Anoche me atracaron frente a mi casa mientras esperaba el bus a la 1 de la mañana. «Sufrí» una de las tantas cosas que los porteños advierten sobre su ciudad y que fue definitivamente una de las grandes motivaciones para que Macri fuera elegido como jefe de gobierno.
Si bien Buenos Aires es popular entre quienes la visitan por unos días por la abrumadora belleza e innegable aura europea de su centro, en el largo plazo, cuando hay que meterse de lleno en su cotidianidad —trancones eternos para cubrir distancias que no son tan largas, chichoneras en el metro, el mismo menú día tras día, la displicencia de la mayoría de sus habitantes, etc.—, cuando por fin caben en la cabeza sus verdaderas dimensiones, se comienza a comprender que también es innegable su condición de ciudad, digamos, latinoamericana, que dificilmente oculta esos mismos problemas y contrastes que caracterizan al resto de las ciudades del continente.
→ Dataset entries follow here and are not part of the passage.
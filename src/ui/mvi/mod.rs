//! Model-View-Intent (MVI) architecture primitives.
//!
//! This module provides base traits for implementing unidirectional
//! data flow in the state layer.
//!
//! # Architecture
//!
//! ```text
//! Intent ──→ Reducer ──→ State ──→ View
//!    ↑          │                   │
//!    │        Effect                │
//!    └──────────┴───────────────────┘
//! ```
//!
//! - **State**: Immutable representation of UI state
//! - **Intent**: User actions or system events
//! - **Reducer**: Pure function that transforms state based on intents
//! - **Effect**: Follow-up work a reducer asks the store to run

mod effect;
mod intent;
mod reducer;
mod state;

pub use effect::{Effect, EffectFuture};
pub use intent::Intent;
pub use reducer::Reducer;
pub use state::UiState;
//! Shared test utilities.

#![allow(dead_code, unused_imports)]

use std::sync::Arc;
use std::time::Duration;

use async_trait::async_trait;
use parking_lot::Mutex;
use url::Url;
use uuid::Uuid;
use water::gateway::{GatewayError, RecordingGateway, WaterSourceGateway};
use water::geo::{Location, Region};
use water::model::WaterSource;
use water::ui::app::{AppIntent, AppReducer, AppState, DestinationIntent};
use water::ui::details::DetailsIntent;
use water::ui::{AppEnv, Store};

/// A record with every stage at 0 and a placeholder image.
pub fn record(title: &str) -> WaterSource {
    record_at(title, Location::new(0.0, 0.0))
}

pub fn record_at(title: &str, location: Location) -> WaterSource {
    WaterSource {
        id: Uuid::new_v4(),
        title: title.to_string(),
        image_url: Url::parse("https://www.google.com").unwrap(),
        location,
        percent_boiled: 0.0,
        percent_disinfected: 0.0,
        percent_filtered: 0.0,
    }
}

/// Env backed by a [`RecordingGateway`] the test can inspect.
pub fn recording_env(gateway: RecordingGateway) -> (AppEnv, Arc<RecordingGateway>) {
    let gateway = Arc::new(gateway);
    (AppEnv::with_gateway(gateway.clone()), gateway)
}

/// Root store over Wilmington with `records` already loaded.
pub async fn loaded_store(records: Vec<WaterSource>) -> (Store<AppReducer>, Arc<RecordingGateway>) {
    let (env, gateway) = recording_env(RecordingGateway::returning(records));
    let mut store = Store::new(AppState::new(Region::WILMINGTON), env);
    store.send(AppIntent::Activate);
    store.settle().await;
    (store, gateway)
}

pub fn details(intent: DetailsIntent) -> AppIntent {
    AppIntent::Destination(DestinationIntent::WatersourceDetails(intent))
}

/// Gateway whose saves sleep for a scripted delay before recording.
pub struct SlowSaveGateway {
    delays: Mutex<Vec<Duration>>,
    saved: Mutex<Vec<WaterSource>>,
}

impl SlowSaveGateway {
    /// Delays are consumed one per save, in order.
    pub fn new(delays: Vec<Duration>) -> Self {
        Self {
            delays: Mutex::new(delays),
            saved: Mutex::new(Vec::new()),
        }
    }

    pub fn saved(&self) -> Vec<WaterSource> {
        self.saved.lock().clone()
    }
}

#[async_trait]
impl WaterSourceGateway for SlowSaveGateway {
    fn name(&self) -> &'static str {
        "slow"
    }

    async fn list_water_sources(&self) -> Result<Vec<WaterSource>, GatewayError> {
        Ok(Vec::new())
    }

    async fn save_water_source(&self, record: WaterSource) -> Result<(), GatewayError> {
        let delay = {
            let mut delays = self.delays.lock();
            if delays.is_empty() {
                Duration::ZERO
            } else {
                delays.remove(0)
            }
        };
        tokio::time::sleep(delay).await;
        self.saved.lock().push(record);
        Ok(())
    }
}

/// Gateway whose saves never finish. Lists return `records`.
pub struct HangingSaveGateway {
    records: Vec<WaterSource>,
    list_calls: Mutex<usize>,
}

impl HangingSaveGateway {
    pub fn new(records: Vec<WaterSource>) -> Self {
        Self {
            records,
            list_calls: Mutex::new(0),
        }
    }

    pub fn list_calls(&self) -> usize {
        *self.list_calls.lock()
    }
}

#[async_trait]
impl WaterSourceGateway for HangingSaveGateway {
    fn name(&self) -> &'static str {
        "hanging"
    }

    async fn list_water_sources(&self) -> Result<Vec<WaterSource>, GatewayError> {
        *self.list_calls.lock() += 1;
        Ok(self.records.clone())
    }

    async fn save_water_source(&self, _record: WaterSource) -> Result<(), GatewayError> {
        std::future::pending::<Result<(), GatewayError>>().await
    }
}

/// Gateway answering each list call with the next scripted
/// `(delay, records)` pair.
pub struct ScriptedListGateway {
    script: Mutex<Vec<(Duration, Vec<WaterSource>)>>,
}

impl ScriptedListGateway {
    pub fn new(script: Vec<(Duration, Vec<WaterSource>)>) -> Self {
        Self {
            script: Mutex::new(script),
        }
    }
}

#[async_trait]
impl WaterSourceGateway for ScriptedListGateway {
    fn name(&self) -> &'static str {
        "scripted"
    }

    async fn list_water_sources(&self) -> Result<Vec<WaterSource>, GatewayError> {
        let next = {
            let mut script = self.script.lock();
            if script.is_empty() {
                None
            } else {
                Some(script.remove(0))
            }
        };
        match next {
            Some((delay, records)) => {
                tokio::time::sleep(delay).await;
                Ok(records)
            }
            None => Err(GatewayError::new("script exhausted")),
        }
    }

    async fn save_water_source(&self, _record: WaterSource) -> Result<(), GatewayError> {
        Ok(())
    }
}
Y entre las permanentes quejas de los porteños —interminables discusiones de vestiduras rasgadas, amagos de llanto y nostálgicas evocaciones enunciadas con auténtico dolor o resignado sarcasmo que se pueden escuchar en cualquier esquina gracias al elevadísimo tono de sus voces— se dibuja la vergüenza de tener que compartir a diario una ciudad imaginada, acaso alguna vez vivida —en el «uno a uno», a comienzos de siglo XX…—, con la ciudad «de verdad». Hay que cuidarse de los negros chorros que te afanan la cartera, hay que quejarse de los hijos de puta que cierran la calle y hacen el piquete, hay que evitar ciertas zonas para zafar, hay que hacer cara de orto en el subte y en el bondi. Porque «qué querés, che, es así».
Entonces el negro este seguramente venía de la infame Villa 31 y desde luego era más habitante de Retiro que yo. Y ve todos los días la Torre nacional —«antes “Torre de los ingleses”»—, el edificio Cavanagh y el Parque San Martín mientras pasea frente a la monumental estación del ferrocarril Mitre a ver a quién le saca algunos mangos para comprar el paco. «Dame todo lo que tengas o te rompo el pecho aquí mismo, loco», me dijo sin mirar a ninguna parte, sin mostrarme ningún objeto contundente, con un tono tranquilo y pausado, sin hacer hipótesis sobre la profesión de mi mamá o la forma como nací.
Me resultó tan normal, solo otro episodio de esta vida porteña, cotidiana, peligrosa, llena de mitos y prejuicios que se pueden hacer realidad en cualquier momento. Un sueño.
El corazón late despacio. El bus finalmente pasa. Y eso es todo porque es así.